By October 1, 2015, many people in the U.S. who use credit cards will likely notice changes when they pay for purchases at retail stores. The reason for the change is the “EMV liability shift” scheduled to occur on October 1 (EMV is an acronym for EuroPay, MasterCard, and Visa). As we had previously described, the “liability shift” is an incentive for both merchants and card issuers to increase card security and reduce counterfeit card fraud. Note that many U.S. consumers have already begun receiving new cards with chips.
Retailers should note that there are two ways to implement the new EMV standard: chip-and-PIN and chip-and-signature. Chip-and-signature is closer to the current way credit cards are used in the U.S.: the cardholder will insert the card into the reader and then sign a pad or paper receipt. The concern with this form of EMV implementation is that, although the chip makes counterfeiting the card much harder than is the case with the current magnetic stripe cards, using a signature means that a stolen credit card can still be used by a thief, who would only need to sign his/her name.
In contrast, chip-and-PIN represents a more dramatic change for retail customers, although it is commonly used in many other countries around the world. The chip-and-PIN process resembles an ATM transaction: the cardholder inserts the card into the reader, and then enters a PIN associated with that card. That “something you know” element (PIN) is intended to be a form of authentication that the person using the card is the legitimate owner. The combination of “something you have” (the card) plus “something you know” (PIN) is designed to provide a higher level of security.
Regardless of which method is chosen, if they have not already done so, merchants should consider switching to the new EMV technology now, in order to have the devices and systems tested and in place prior to the October 1, 2015 “liability shift.”
For those merchants who have already started to switch to EMV technology, in addition to testing the new equipment and training employees, merchants should consider posting notices or otherwise informing customers of the upcoming changes. If the merchant has selected chip-and-signature, probably the biggest change for consumers will be the requirement to leave the card in the reader until the transaction is done. If the card is removed too early, the transaction will not be completed and the customer will need to begin the transaction again—delaying checkout, at a minimum.
If the merchant has selected chip-and-PIN, in addition to the requirement to leave the card in the reader, the consumer will be required to enter the PIN associated with the card. What happens if the customer doesn’t know his/her PIN? Unlike the situation above where the customer need only re-insert the card to complete the transaction, obtaining/resetting a PIN is not within the customer’s sole control. Will customers want to contact their payment card company/bank at that moment via their cell phones in order to obtain the PIN—delaying checkout? Will the customer abandon the transaction? Will the merchant decide to use in this instance the chip-and-signature or current technology (magnetic stripe “swipe” plus signature) to complete the transaction but assume the potential liability?

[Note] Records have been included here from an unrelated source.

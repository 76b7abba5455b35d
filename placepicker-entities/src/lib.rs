#![deny(missing_debug_implementations)]
#![deny(rustdoc::broken_intra_doc_links)]
#![cfg_attr(test, deny(warnings))]

//! # placepicker-entities
//!
//! Reusable, agnostic domain entities for the place picker.
//!
//! The entities only contain generic functionality that does not reveal any
//! application-specific reconciliation logic.

pub mod geo;
pub mod geolocation;
pub mod id;
pub mod place;
use env_logger::Env;

mod cli;
mod config;
mod session;

#[tokio::main(flavor = "current_thread")]
async fn main() -> anyhow::Result<()> {
    dotenvy::dotenv().ok();
    env_logger::Builder::from_env(Env::default().default_filter_or("info")).init();
    cli::run().await
}
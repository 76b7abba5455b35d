use std::fmt;

use crate::{geo::*, id::*};

/// The single place that is currently highlighted on the map.
///
/// A new selection always replaces the previous one as a whole.
#[derive(Debug, Clone, PartialEq)]
pub struct SelectedPlace {
    pub place_id: Option<PlaceId>,
    pub pos: Coordinate,
}

impl SelectedPlace {
    pub const fn at(pos: Coordinate) -> Self {
        Self {
            place_id: None,
            pos,
        }
    }
}

impl fmt::Display for SelectedPlace {
    fn fmt(&self, f: &mut fmt::Formatter) -> fmt::Result {
        let id = self.place_id.as_ref().map(PlaceId::as_str).unwrap_or_default();
        let Coordinate { lat, lng } = self.pos;
        write!(f, "place id: {id} coords: {{\"lat\":{lat},\"lng\":{lng}}}")
    }
}

/// A place as reported by an autocomplete or search box widget.
///
/// The location is missing if the user abandoned the selection
/// or the provider could not resolve a geometry.
#[derive(Debug, Clone, PartialEq, Default)]
pub struct PlaceResult {
    pub place_id: Option<PlaceId>,
    pub location: Option<Coordinate>,
}
//! 静态文件服务器库
//!
//! 这是一个基于Axum的静态文件服务器，主要功能包括：
//! - 从本地目录服务静态文件
//! - 按扩展名覆盖 MIME 类型（`.tgz` 以 `application/x-gzip` 返回）
//! - 收到 SIGTERM 或 SIGINT 时优雅关闭

pub mod config;
pub mod error;
pub mod handlers;
pub mod mime;
pub mod server;
pub mod signal;

pub use config::{DEFAULT_PORT, ServerConfig};
pub use error::ServerError;
pub use mime::MimeOverrides;
pub use server::{Server, app};
pub use signal::{ShutdownReason, ShutdownSignal};
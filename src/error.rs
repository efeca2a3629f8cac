//! 服务器错误类型
//!
//! 启动阶段的错误都是致命的，会映射到进程退出码；
//! 单个请求的错误由文件服务转换成 HTTP 状态码，不会出现在这里。

use std::io;
use std::net::SocketAddr;
use thiserror::Error;

/// 一般失败的退出码
pub const EXIT_FAILURE: u8 = 1;

/// 命令行用法错误的退出码，与 clap 保持一致
pub const EXIT_USAGE: u8 = 2;

#[derive(Debug, Error)]
pub enum ServerError {
    /// 命令行参数无法解析（包括 `--help` 和 `--version` 的输出）
    #[error(transparent)]
    Cli(#[from] clap::Error),

    #[error("invalid argument: {0}")]
    InvalidArgument(String),

    #[error("address {addr} is already in use")]
    AddressInUse { addr: SocketAddr },

    #[error("failed to bind {addr}: {source}")]
    Bind {
        addr: SocketAddr,
        #[source]
        source: io::Error,
    },

    #[error("failed to register signal handler: {0}")]
    Signal(#[source] io::Error),

    #[error(transparent)]
    Io(#[from] io::Error),
}

impl ServerError {
    /// 绑定失败时根据错误类型区分端口被占用和其他错误
    pub fn bind(addr: SocketAddr, source: io::Error) -> Self {
        if source.kind() == io::ErrorKind::AddrInUse {
            Self::AddressInUse { addr }
        } else {
            Self::Bind { addr, source }
        }
    }

    /// 获取对应的进程退出码
    pub fn exit_code(&self) -> u8 {
        match self {
            Self::Cli(err) => err.exit_code().clamp(0, u8::MAX as i32) as u8,
            Self::InvalidArgument(_)
            | Self::AddressInUse { .. }
            | Self::Bind { .. }
            | Self::Signal(_)
            | Self::Io(_) => EXIT_FAILURE,
        }
    }
}
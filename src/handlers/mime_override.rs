use crate::mime::MimeOverrides;
use axum::{
    extract::{Request, State},
    middleware::Next,
    response::Response,
};
use http::{HeaderValue, header};
use std::sync::Arc;

/// 为命中覆盖表的请求改写 `Content-Type`
///
/// 文件服务本身按 `mime_guess` 推断类型；这里只在响应成功、
/// 且请求路径的扩展名在覆盖表中时替换该头部，其余响应原样返回。
///
/// # 参数
///
/// * `State(overrides)` - 只读的 MIME 覆盖表。
/// * `req` - HTTP 请求。
/// * `next` - 后续的处理链。
///
/// # 返回值
///
/// 可能被改写过 `Content-Type` 的响应。
pub async fn apply_mime_overrides(
    State(overrides): State<Arc<MimeOverrides>>,
    req: Request,
    next: Next,
) -> Response {
    let path = req.uri().path().to_owned();
    let mut response = next.run(req).await;

    if !response.status().is_success() {
        return response;
    }

    if let Some(mime) = overrides.lookup(&path) {
        match HeaderValue::from_str(mime) {
            Ok(value) => {
                tracing::debug!(path = %path, content_type = mime, "applied mime override");
                response.headers_mut().insert(header::CONTENT_TYPE, value);
            }
            Err(e) => tracing::warn!(path = %path, error = %e, "invalid mime override"),
        }
    }

    response
}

Merchants selecting chip-and-PIN may wish to avoid the need to answer those questions. Alerting customers that this change is coming and that customers will need to enter their PINs for payment card transactions in stores after October 1, 2015 can help everyone adjust to the new cards. In addition, merchants may wish to include an alert/reminder to consumers in their advertising for the December holidays, to help minimize potential issues at checkout while receiving the benefit of a more secure payment card.